Dataset entries

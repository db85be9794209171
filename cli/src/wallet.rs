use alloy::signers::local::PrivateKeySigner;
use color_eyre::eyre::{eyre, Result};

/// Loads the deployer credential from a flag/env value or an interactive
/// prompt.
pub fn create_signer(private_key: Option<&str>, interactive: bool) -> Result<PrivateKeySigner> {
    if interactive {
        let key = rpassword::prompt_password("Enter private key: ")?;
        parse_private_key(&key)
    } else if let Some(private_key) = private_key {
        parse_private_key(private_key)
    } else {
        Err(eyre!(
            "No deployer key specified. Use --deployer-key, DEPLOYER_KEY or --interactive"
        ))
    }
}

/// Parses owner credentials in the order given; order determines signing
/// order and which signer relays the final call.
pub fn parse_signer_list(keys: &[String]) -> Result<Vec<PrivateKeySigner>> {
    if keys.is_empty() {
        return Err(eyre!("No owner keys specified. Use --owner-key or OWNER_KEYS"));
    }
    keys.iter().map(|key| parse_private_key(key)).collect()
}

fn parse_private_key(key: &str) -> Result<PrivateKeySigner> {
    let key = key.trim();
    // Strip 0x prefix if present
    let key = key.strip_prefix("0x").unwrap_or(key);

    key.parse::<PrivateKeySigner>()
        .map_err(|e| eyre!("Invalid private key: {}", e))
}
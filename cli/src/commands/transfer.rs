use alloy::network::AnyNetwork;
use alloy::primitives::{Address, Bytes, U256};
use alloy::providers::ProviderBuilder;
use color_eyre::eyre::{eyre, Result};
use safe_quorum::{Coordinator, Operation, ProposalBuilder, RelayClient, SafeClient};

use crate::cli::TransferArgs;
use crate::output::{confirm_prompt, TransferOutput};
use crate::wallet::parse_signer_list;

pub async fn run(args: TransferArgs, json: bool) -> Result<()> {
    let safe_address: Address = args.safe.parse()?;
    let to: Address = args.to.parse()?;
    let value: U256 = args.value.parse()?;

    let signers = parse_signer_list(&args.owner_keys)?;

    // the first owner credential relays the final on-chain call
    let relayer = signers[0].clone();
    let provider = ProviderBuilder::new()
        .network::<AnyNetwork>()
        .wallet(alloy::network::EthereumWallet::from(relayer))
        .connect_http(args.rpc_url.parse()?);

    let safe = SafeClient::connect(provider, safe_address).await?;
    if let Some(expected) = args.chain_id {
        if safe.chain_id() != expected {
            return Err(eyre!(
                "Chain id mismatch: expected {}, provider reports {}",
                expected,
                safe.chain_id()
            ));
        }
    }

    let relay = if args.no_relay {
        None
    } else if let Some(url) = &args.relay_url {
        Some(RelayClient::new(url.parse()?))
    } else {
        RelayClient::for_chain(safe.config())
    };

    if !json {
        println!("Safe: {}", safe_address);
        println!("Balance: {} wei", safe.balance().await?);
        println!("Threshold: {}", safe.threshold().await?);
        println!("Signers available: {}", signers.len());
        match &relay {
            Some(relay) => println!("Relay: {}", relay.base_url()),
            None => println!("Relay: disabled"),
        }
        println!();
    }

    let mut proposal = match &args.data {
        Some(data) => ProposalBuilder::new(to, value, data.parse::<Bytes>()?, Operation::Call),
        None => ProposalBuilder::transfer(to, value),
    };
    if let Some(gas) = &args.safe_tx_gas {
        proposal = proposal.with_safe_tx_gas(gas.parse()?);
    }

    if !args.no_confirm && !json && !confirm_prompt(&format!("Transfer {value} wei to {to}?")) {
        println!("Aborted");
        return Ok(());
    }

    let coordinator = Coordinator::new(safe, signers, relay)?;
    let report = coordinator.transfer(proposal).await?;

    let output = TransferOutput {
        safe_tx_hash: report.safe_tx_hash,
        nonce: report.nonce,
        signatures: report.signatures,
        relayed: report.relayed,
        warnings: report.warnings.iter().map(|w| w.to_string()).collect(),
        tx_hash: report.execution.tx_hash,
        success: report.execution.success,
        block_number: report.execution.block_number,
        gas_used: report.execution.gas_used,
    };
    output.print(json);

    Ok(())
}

...

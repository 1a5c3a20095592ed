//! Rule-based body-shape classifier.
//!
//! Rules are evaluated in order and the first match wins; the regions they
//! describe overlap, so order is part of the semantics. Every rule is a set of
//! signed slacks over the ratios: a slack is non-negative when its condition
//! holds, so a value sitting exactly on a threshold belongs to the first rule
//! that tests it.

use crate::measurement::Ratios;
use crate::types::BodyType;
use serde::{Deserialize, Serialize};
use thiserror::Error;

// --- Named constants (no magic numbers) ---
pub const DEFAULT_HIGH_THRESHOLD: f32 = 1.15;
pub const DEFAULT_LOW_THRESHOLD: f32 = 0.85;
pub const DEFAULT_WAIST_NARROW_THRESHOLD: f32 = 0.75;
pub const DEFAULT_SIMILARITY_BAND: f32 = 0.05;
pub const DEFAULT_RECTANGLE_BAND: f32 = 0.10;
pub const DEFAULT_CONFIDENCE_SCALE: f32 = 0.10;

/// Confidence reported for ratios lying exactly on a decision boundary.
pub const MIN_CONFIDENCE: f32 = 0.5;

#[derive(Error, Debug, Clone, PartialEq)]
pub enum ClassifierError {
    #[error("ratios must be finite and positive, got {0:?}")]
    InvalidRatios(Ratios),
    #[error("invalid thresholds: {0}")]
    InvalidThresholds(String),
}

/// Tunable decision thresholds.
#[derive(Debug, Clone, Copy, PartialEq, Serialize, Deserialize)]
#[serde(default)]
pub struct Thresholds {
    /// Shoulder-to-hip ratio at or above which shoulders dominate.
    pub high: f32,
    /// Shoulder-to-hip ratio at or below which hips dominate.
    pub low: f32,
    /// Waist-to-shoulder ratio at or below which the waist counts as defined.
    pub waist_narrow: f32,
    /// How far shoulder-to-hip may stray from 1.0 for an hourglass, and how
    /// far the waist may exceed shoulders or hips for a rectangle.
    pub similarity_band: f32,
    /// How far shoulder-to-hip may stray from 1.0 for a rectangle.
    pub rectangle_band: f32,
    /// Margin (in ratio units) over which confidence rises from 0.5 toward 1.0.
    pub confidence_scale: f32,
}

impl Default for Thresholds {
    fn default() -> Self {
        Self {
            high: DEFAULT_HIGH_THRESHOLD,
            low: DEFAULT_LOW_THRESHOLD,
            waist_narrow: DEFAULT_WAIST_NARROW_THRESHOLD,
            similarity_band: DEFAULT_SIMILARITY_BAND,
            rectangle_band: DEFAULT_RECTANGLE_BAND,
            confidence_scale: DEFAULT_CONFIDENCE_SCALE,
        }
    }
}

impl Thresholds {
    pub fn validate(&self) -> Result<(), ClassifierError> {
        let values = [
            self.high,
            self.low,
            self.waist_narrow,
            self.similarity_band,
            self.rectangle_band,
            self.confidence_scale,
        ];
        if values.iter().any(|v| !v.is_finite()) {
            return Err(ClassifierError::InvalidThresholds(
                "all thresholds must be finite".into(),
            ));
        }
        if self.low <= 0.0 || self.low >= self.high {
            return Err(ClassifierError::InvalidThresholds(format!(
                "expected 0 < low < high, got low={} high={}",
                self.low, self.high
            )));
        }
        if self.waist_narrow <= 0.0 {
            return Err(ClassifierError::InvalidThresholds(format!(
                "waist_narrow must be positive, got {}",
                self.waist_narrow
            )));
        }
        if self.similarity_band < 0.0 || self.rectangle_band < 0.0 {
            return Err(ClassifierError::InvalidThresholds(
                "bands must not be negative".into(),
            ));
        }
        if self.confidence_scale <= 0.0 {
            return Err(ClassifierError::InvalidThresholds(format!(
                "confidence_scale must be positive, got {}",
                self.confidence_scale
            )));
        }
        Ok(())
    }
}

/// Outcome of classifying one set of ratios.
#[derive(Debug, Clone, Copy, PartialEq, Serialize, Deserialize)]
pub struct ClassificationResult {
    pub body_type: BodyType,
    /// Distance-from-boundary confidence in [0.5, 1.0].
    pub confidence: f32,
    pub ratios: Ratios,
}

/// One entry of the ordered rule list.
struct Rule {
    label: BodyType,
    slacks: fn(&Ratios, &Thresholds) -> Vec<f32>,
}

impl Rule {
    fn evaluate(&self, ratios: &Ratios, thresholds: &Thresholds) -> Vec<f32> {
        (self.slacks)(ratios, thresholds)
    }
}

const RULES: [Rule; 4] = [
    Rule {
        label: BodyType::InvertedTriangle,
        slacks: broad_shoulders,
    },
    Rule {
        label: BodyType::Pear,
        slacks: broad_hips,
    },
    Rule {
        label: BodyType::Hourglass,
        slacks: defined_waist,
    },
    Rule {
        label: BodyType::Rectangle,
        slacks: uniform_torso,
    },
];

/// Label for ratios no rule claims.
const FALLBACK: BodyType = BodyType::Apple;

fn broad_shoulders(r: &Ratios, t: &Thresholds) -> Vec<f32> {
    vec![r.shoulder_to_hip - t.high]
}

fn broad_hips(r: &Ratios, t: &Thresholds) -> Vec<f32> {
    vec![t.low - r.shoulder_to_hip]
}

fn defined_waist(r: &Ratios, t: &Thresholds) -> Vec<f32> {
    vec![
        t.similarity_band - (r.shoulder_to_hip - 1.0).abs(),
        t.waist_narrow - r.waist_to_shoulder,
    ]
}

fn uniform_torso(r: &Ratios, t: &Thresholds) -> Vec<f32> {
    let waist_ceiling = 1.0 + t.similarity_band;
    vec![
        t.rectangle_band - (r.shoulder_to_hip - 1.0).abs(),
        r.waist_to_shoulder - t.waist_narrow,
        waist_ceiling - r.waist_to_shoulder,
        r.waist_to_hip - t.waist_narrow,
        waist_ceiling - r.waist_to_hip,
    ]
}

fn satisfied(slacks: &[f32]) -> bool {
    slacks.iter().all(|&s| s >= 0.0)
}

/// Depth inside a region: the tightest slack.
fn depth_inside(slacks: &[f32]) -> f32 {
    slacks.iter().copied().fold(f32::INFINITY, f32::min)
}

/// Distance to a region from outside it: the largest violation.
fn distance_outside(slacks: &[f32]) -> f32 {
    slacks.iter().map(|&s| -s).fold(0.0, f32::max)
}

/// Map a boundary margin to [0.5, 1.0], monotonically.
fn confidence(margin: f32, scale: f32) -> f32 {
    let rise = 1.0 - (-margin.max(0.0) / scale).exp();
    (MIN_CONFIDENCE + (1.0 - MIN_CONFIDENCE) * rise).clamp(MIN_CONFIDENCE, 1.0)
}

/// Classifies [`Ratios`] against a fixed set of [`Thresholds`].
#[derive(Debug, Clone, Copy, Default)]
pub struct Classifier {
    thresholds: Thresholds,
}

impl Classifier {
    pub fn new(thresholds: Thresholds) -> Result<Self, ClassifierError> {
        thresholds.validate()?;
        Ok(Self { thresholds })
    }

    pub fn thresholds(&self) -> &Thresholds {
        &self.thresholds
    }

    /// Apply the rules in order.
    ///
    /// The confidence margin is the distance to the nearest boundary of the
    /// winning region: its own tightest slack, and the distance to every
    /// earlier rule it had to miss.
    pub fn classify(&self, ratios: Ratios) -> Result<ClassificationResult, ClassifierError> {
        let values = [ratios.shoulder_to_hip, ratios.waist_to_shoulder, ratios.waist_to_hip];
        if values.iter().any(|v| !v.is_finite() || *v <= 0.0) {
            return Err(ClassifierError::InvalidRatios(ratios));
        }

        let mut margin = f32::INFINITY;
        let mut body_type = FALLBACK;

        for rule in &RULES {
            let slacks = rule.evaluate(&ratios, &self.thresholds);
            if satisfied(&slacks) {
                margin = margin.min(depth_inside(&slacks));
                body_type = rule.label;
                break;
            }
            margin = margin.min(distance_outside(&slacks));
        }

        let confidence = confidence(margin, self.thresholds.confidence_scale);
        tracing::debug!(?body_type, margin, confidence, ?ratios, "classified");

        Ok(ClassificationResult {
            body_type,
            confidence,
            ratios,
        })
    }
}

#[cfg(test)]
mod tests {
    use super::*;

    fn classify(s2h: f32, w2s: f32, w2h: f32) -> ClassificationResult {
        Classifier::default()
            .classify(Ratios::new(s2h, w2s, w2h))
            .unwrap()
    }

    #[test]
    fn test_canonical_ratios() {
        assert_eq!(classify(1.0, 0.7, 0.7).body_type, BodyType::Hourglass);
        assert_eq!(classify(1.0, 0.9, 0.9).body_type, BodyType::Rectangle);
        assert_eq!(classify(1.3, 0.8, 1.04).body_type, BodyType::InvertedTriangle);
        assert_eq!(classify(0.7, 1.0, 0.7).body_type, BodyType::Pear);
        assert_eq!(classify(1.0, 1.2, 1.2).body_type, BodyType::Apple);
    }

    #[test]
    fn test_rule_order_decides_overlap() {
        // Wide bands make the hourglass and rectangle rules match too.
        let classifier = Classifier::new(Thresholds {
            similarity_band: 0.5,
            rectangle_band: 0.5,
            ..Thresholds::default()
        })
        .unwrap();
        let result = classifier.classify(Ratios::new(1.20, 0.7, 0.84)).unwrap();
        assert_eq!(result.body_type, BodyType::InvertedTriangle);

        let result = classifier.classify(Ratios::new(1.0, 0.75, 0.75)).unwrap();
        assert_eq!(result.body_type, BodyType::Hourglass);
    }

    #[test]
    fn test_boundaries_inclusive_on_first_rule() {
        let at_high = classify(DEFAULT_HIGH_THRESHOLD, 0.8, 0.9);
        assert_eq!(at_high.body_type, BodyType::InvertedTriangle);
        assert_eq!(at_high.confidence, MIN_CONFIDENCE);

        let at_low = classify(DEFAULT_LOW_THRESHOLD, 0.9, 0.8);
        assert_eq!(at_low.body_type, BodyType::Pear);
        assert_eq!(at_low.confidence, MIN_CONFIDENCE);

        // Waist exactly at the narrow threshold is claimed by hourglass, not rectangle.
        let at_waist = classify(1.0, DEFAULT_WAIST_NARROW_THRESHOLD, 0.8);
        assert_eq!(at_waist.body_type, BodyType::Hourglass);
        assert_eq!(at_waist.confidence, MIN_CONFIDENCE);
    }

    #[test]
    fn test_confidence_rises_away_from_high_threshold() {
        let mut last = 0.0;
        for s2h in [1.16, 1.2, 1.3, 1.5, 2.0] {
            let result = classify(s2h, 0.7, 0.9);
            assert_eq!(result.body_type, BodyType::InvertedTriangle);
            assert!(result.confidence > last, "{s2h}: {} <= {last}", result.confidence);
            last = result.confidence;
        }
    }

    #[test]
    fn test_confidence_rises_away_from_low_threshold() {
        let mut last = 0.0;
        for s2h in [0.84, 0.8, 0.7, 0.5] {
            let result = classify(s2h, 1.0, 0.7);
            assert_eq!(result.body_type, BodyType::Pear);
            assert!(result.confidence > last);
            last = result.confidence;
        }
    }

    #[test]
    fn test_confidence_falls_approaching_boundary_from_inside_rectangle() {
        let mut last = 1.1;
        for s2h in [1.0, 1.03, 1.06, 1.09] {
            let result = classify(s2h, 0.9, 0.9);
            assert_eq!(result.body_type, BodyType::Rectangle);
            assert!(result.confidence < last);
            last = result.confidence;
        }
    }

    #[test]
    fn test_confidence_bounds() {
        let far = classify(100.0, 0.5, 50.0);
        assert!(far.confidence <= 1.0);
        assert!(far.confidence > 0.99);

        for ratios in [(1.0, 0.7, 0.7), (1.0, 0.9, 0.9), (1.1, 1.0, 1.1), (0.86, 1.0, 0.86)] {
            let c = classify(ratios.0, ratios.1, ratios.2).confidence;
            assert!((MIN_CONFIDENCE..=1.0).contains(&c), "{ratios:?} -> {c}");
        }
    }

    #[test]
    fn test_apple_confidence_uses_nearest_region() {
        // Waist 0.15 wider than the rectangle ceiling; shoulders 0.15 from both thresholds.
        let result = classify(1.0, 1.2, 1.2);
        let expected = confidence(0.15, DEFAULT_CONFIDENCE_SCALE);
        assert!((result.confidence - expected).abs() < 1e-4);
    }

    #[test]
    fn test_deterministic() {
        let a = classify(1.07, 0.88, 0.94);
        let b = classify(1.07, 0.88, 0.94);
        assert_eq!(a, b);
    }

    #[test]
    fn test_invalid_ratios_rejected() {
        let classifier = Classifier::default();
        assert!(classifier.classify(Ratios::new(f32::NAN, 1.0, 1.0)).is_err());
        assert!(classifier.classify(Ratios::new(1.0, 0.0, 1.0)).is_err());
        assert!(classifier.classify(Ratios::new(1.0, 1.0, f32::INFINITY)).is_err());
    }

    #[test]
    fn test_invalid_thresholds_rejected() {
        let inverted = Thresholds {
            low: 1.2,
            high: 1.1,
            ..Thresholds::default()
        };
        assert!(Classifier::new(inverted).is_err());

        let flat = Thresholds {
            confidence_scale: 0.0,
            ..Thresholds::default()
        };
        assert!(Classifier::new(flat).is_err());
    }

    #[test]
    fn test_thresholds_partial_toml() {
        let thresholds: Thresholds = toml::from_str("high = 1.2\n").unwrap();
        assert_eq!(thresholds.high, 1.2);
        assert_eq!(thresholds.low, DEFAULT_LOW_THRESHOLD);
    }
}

* * *

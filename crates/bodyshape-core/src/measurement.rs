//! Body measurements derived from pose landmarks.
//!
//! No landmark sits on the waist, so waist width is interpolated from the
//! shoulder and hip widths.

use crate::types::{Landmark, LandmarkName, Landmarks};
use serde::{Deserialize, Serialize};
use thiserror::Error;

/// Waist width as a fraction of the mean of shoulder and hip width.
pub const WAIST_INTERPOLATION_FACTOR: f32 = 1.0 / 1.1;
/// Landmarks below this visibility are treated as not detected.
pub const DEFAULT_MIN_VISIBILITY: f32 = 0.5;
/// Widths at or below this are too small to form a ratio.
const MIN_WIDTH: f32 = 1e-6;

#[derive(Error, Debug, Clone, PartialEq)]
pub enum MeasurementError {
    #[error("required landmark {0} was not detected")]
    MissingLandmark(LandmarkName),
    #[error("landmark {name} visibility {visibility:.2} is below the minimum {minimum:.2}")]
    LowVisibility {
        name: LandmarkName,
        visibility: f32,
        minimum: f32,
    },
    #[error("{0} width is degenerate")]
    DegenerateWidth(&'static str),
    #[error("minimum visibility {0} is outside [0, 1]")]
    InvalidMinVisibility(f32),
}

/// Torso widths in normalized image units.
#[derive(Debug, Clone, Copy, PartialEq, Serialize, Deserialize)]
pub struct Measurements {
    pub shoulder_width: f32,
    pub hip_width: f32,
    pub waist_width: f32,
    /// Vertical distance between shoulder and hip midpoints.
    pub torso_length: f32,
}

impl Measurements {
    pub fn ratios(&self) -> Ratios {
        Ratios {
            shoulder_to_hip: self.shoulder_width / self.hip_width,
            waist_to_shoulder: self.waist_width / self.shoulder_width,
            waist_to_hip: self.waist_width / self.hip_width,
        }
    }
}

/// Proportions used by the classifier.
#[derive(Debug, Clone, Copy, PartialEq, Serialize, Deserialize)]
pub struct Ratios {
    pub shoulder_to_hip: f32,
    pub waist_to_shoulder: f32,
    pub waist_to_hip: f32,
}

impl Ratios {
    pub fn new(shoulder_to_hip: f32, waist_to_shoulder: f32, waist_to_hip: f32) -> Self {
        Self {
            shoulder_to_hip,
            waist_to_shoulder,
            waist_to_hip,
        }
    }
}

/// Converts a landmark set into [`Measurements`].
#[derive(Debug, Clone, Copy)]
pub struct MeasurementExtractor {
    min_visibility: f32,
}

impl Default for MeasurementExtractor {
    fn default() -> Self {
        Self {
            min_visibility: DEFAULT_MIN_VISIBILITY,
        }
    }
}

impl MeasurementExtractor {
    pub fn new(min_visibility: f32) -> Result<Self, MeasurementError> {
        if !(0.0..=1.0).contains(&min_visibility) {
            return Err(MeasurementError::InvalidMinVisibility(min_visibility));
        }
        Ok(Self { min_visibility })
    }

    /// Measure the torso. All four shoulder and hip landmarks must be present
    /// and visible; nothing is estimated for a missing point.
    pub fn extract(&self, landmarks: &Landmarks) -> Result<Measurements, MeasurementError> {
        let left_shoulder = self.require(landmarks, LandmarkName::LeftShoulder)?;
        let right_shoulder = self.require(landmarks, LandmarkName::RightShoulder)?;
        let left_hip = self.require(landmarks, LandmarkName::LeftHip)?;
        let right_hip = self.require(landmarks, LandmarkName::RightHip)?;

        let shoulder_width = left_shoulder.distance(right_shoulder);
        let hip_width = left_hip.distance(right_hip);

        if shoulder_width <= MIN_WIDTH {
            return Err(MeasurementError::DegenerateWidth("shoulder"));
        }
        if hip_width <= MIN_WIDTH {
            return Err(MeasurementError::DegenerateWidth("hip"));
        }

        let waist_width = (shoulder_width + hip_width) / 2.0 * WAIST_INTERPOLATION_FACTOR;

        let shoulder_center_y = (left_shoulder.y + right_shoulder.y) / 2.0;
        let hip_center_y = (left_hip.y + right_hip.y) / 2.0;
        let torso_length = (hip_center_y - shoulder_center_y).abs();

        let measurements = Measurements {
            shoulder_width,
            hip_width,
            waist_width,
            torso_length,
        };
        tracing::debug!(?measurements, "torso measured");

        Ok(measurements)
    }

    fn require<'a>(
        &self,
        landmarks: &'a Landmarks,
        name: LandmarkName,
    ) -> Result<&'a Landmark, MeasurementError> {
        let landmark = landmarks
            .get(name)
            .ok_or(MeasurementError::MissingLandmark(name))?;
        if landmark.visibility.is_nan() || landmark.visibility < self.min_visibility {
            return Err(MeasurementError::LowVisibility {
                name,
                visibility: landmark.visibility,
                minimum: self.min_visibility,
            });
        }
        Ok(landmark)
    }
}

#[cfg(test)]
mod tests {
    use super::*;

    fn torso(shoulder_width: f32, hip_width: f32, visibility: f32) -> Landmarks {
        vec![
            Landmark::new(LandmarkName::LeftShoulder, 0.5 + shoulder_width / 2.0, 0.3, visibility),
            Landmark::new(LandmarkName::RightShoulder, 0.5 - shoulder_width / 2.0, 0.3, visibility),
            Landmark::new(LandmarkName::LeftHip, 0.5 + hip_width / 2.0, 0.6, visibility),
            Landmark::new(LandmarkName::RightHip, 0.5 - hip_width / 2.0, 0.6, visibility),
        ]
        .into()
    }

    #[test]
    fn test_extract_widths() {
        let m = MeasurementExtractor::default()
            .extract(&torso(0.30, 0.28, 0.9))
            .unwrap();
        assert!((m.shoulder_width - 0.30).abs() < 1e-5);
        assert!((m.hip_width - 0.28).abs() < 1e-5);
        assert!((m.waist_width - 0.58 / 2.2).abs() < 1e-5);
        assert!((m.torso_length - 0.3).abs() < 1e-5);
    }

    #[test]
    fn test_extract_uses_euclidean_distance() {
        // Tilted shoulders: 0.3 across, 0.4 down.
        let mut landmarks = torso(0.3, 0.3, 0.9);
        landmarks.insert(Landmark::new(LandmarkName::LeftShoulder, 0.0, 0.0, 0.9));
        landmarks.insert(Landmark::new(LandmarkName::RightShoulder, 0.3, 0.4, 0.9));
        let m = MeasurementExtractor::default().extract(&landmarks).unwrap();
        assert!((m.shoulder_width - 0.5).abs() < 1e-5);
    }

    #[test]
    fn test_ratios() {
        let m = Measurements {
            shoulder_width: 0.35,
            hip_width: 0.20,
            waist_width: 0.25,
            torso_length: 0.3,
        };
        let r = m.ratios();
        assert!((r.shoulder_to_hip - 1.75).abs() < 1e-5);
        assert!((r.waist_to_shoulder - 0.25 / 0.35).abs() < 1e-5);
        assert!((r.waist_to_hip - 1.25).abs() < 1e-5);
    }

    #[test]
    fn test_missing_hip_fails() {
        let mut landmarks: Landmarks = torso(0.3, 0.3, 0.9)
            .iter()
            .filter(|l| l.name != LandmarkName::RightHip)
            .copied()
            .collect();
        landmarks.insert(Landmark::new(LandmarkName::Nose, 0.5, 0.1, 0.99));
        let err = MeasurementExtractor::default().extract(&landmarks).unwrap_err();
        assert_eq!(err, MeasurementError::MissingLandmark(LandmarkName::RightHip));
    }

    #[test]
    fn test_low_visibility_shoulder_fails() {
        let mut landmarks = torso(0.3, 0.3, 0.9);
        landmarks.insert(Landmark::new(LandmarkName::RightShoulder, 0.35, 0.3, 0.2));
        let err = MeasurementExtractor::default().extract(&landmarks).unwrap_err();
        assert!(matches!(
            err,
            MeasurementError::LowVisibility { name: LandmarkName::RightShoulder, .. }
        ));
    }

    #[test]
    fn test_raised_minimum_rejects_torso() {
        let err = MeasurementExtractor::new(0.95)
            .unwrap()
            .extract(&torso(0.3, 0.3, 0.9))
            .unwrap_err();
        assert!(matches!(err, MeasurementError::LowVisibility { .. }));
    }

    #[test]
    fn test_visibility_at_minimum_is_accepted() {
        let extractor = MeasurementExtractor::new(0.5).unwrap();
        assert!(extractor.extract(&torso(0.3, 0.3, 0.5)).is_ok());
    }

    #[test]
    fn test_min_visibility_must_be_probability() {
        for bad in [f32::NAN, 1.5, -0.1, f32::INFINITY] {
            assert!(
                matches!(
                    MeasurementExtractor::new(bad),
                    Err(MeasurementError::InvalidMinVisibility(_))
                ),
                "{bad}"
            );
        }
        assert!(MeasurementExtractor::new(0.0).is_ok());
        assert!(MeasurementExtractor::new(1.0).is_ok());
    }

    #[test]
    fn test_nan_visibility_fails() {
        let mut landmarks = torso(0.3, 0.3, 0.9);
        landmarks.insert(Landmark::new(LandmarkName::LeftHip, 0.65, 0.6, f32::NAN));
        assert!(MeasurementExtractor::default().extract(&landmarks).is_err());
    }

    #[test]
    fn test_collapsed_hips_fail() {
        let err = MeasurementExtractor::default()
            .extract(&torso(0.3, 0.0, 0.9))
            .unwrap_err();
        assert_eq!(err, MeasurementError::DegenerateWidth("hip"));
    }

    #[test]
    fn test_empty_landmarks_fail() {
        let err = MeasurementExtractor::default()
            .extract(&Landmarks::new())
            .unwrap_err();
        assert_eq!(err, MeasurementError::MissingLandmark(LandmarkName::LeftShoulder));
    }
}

### [YOUR ASSIGNMENT]
Repeat exactly the lines above from the one with "repository db85be9794209171" up to and including the one with "parse_private_key(private_key)". No other line belongs in the reply.

### [REPLY TO THE TASK]
repository db85be9794209171
filename cli/src/wallet.rs
use alloy::signers::local::PrivateKeySigner;
use color_eyre::eyre::{eyre, Result};

/// Loads the deployer credential from a flag/env value or an interactive
/// prompt.
pub fn create_signer(private_key: Option<&str>, interactive: bool) -> Result<PrivateKeySigner> {
    if interactive {
        let key = rpassword::prompt_password("Enter private key: ")?;
        parse_private_key(&key)
    } else if let Some(private_key) = private_key {
        parse_private_key(private_key)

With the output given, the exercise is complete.